Earlier in the day, Indian Finance Minister Nirmala Sitharamanthe Indian central bank said (RBI) wants to ban the use of cryptocurrencies in the country.
The RBI maintains its position anti crypto
His new comments as he addresses members of Congress indicate the growing uncertainty surrounding digital assets. The Indian finance minister said the Reserve bank of India was concerned “the destabilizing impact of cryptocurrencies on a country’s monetary and fiscal stability”.
Speaking of the development of legislation in this area, Sitharaman added: ” The RBI He believes cryptocurrencies should be banned.” However, he noted that introducing any legislation or deciding to ban them for regulatory purposes would require great international cooperation.
Bonus: The Paraguayan Senate has passed a bill to regulate the cryptocurrency industry.
According to the draft, India’s finance minister said: “Cryptocurrencies are by definition borderless. They require international collaboration to prevent regulatory arbitrage. Therefore, any regulatory or interdicting legislation can only be effective after significant international collaboration on the assessment of risks and benefits and on the evolution of common taxonomy and standards “.
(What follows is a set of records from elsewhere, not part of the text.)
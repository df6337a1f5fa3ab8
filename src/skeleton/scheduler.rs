//! In-process scheduling substrate: a fixed worker pool over work-stealing deques.
//!
//! Tasks are [`SearchNode`]s encoded with bincode. Each worker owns a LIFO deque, so its own
//! freshly spawned (deepest) tasks come back first, while thieves take from the other end and
//! get the oldest, largest subtrees. Seed tasks go through a shared [`Injector`].
//!
//! Termination is a single outstanding-task counter, incremented before a task is queued and
//! decremented once its owner has finished it (after any tasks it spawned were counted). The
//! search is quiescent when the counter reads zero. A second counter tracks only the tasks still
//! sitting in a queue, which is what an idle worker can actually pick up.
//!
//! Incumbent improvements travel one of two ways, chosen by [`Exchange`]: a process-wide
//! [`SharedBound`] every worker reads directly, or per-worker inbox channels that carry
//! [`IncumbentUpdate`] messages.

use crate::error::SkeletonError;
use crate::incumbent::{IncumbentUpdate, SharedBound};
use crate::node::{SearchNode, SearchSpace};
use crate::stats::{AtomicStats, SearchStats};
use crossbeam::channel::{self, Receiver, Sender};
use crossbeam::deque::{Injector, Steal, Stealer, Worker};
use crossbeam::utils::Backoff;
use rayon::prelude::*;
use std::panic::{self, AssertUnwindSafe};
use std::sync::atomic::{AtomicBool, AtomicU64, AtomicUsize, Ordering};
use std::sync::Arc;
use std::thread;
use std::time::Duration;

/// How incumbent improvements reach other workers.
#[derive(Clone, Copy, Debug, PartialEq, Eq, Hash)]
pub enum Exchange {
    /// Raise a shared atomic bound that every worker polls.
    SharedBound,
    /// Send an [`IncumbentUpdate`] to every other worker's inbox.
    Messages,
}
India represses the sector crypto
Moreover soon this year, India imposed a heavy tax 30% on the profits of cryptocurrency trading. The reason for this heavy tax is to dissuade investors. Tax rules have had an impact as trading volumes have run out on cryptocurrency exchanges in recent months.
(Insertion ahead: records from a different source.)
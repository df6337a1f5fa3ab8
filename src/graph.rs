//! Immutable bit-parallel adjacency over vertex ids `0..n`.

use crate::bitset::BitSet;
use crate::error::GraphError;
use crate::ordering::Permutation;
use rand::Rng;

// ============================================================================
// BitGraph
// ============================================================================

/// An undirected simple graph stored as one neighbour [`BitSet`] per vertex.
///
/// Invariants (established by every constructor, never mutated afterwards):
/// - `v ∈ N(u)` iff `u ∈ N(v)`;
/// - `v ∉ N(v)`.
#[derive(Clone, Debug, PartialEq, Eq)]
pub struct BitGraph {
    adj: Vec<BitSet>,
}

impl BitGraph {
    /// Builds a graph on `n` vertices from an undirected edge list.
    ///
    /// Duplicate edges (in either orientation) are harmless.
    ///
    /// # Errors
    /// Returns [`GraphError::VertexOutOfRange`] if an endpoint is `>= n`, and
    /// [`GraphError::SelfLoop`] for an edge `(v, v)`.
    pub fn build(n: usize, edges: &[(usize, usize)]) -> Result<Self, GraphError> {
        let mut adj = vec![BitSet::new(n); n];
        for &(u, v) in edges {
            if u >= n || v >= n {
                return Err(GraphError::VertexOutOfRange { u, v, n });
            }
            if u == v {
                return Err(GraphError::SelfLoop { vertex: u });
            }
            adj[u].insert(v);
            adj[v].insert(u);
        }
        Ok(Self { adj })
    }

    /// Creates `n` isolated vertices.
    pub fn empty(n: usize) -> Self {
        Self {
            adj: vec![BitSet::new(n); n],
        }
    }

    /// Creates the complete graph `K_n`.
    pub fn complete(n: usize) -> Self {
        let adj = (0..n)
            .map(|v| {
                let mut row = BitSet::full(n);
                row.remove(v);
                row
            })
            .collect();
        Self { adj }
    }

    /// Samples an Erdős–Rényi graph `G(n, p)`.
    pub fn random<R: Rng>(n: usize, p: f64, rng: &mut R) -> Self {
        debug_assert!((0.0..=1.0).contains(&p), "p must be in [0, 1]");
        let mut adj = vec![BitSet::new(n); n];
        for i in 0..n {
            for j in (i + 1)..n {
                if rng.random_bool(p) {
                    adj[i].insert(j);
                    adj[j].insert(i);
                }
            }
        }
        Self { adj }
    }

    /// Number of vertices.
    #[inline(always)]
    pub fn order(&self) -> usize {
        self.adj.len()
    }

    /// Neighbour set of `v`.
    #[inline(always)]
    pub fn neighbors(&self, v: usize) -> &BitSet {
        &self.adj[v]
    }

    /// Returns whether the edge `(u, v)` exists.
    #[inline(always)]
    pub fn has_edge(&self, u: usize, v: usize) -> bool {
        self.adj[u].contains(v)
    }

    /// Degree of `v`.
    #[inline]
    pub fn degree(&self, v: usize) -> usize {
        self.adj[v].count()
    }

    /// Number of edges.
    pub fn edge_count(&self) -> usize {
        self.adj.iter().map(BitSet::count).sum::<usize>() / 2
    }

    /// Every edge once, as `(u, v)` with `u < v`, in lexicographic order.
    pub fn edges(&self) -> Vec<(usize, usize)> {
        let mut edges = Vec::with_capacity(self.edge_count());
        for (u, row) in self.adj.iter().enumerate() {
            edges.extend(row.iter().filter(|&v| v > u).map(|v| (u, v)));
        }
        edges
    }

    /// The set of all vertices.
    #[inline]
    pub fn all_vertices(&self) -> BitSet {
        BitSet::full(self.order())
    }

    /// Edge density `2m / (n (n - 1))`; zero for fewer than two vertices.
    pub fn density(&self) -> f64 {
        let n = self.order();
        if n < 2 {
            return 0.0;
        }
        (2 * self.edge_count()) as f64 / (n * (n - 1)) as f64
    }

    /// Returns a copy relabelled through `perm` (original `v` becomes `perm.to_internal(v)`).
    pub fn permuted(&self, perm: &Permutation) -> Self {
        debug_assert_eq!(perm.len(), self.order());
        let n = self.order();
        let mut adj = vec![BitSet::new(n); n];
        for (u, row) in self.adj.iter().enumerate() {
            let pu = perm.to_internal(u);
            for v in row {
                adj[pu].insert(perm.to_internal(v));
            }
        }
        Self { adj }
    }

    /// Returns true iff `vertices` are distinct, in range, and pairwise adjacent.
    pub fn is_clique(&self, vertices: &[usize]) -> bool {
        let n = self.order();
        let mut seen = BitSet::new(n);
        for &v in vertices {
            if v >= n || seen.contains(v) {
                return false;
            }
            seen.insert(v);
        }
        for &v in vertices {
            let mut others = seen.clone();
            others.remove(v);
            if !others.is_subset(&self.adj[v]) {
                return false;
            }
        }
        true
    }
}

// ============================================================================
// Tests
// ============================================================================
Conversely, banks have severed ties with major cryptocurrency exchanges. This significantly reduced India’s liquidity in the cryptocurrency market. The exchange of crypto Coinbase had to cease its services in India due to informal pressure from the Reserve bank of India.
Indeed, the recent turn of events has left Indian cryptocurrency investors in areas of absolute uncertainty. Therefore, it will be interesting to see how the government and RBI coordinate a balanced approach.
To discover: The governor of the Australian central bank prefers tokens issued by the private sector to CBDCs.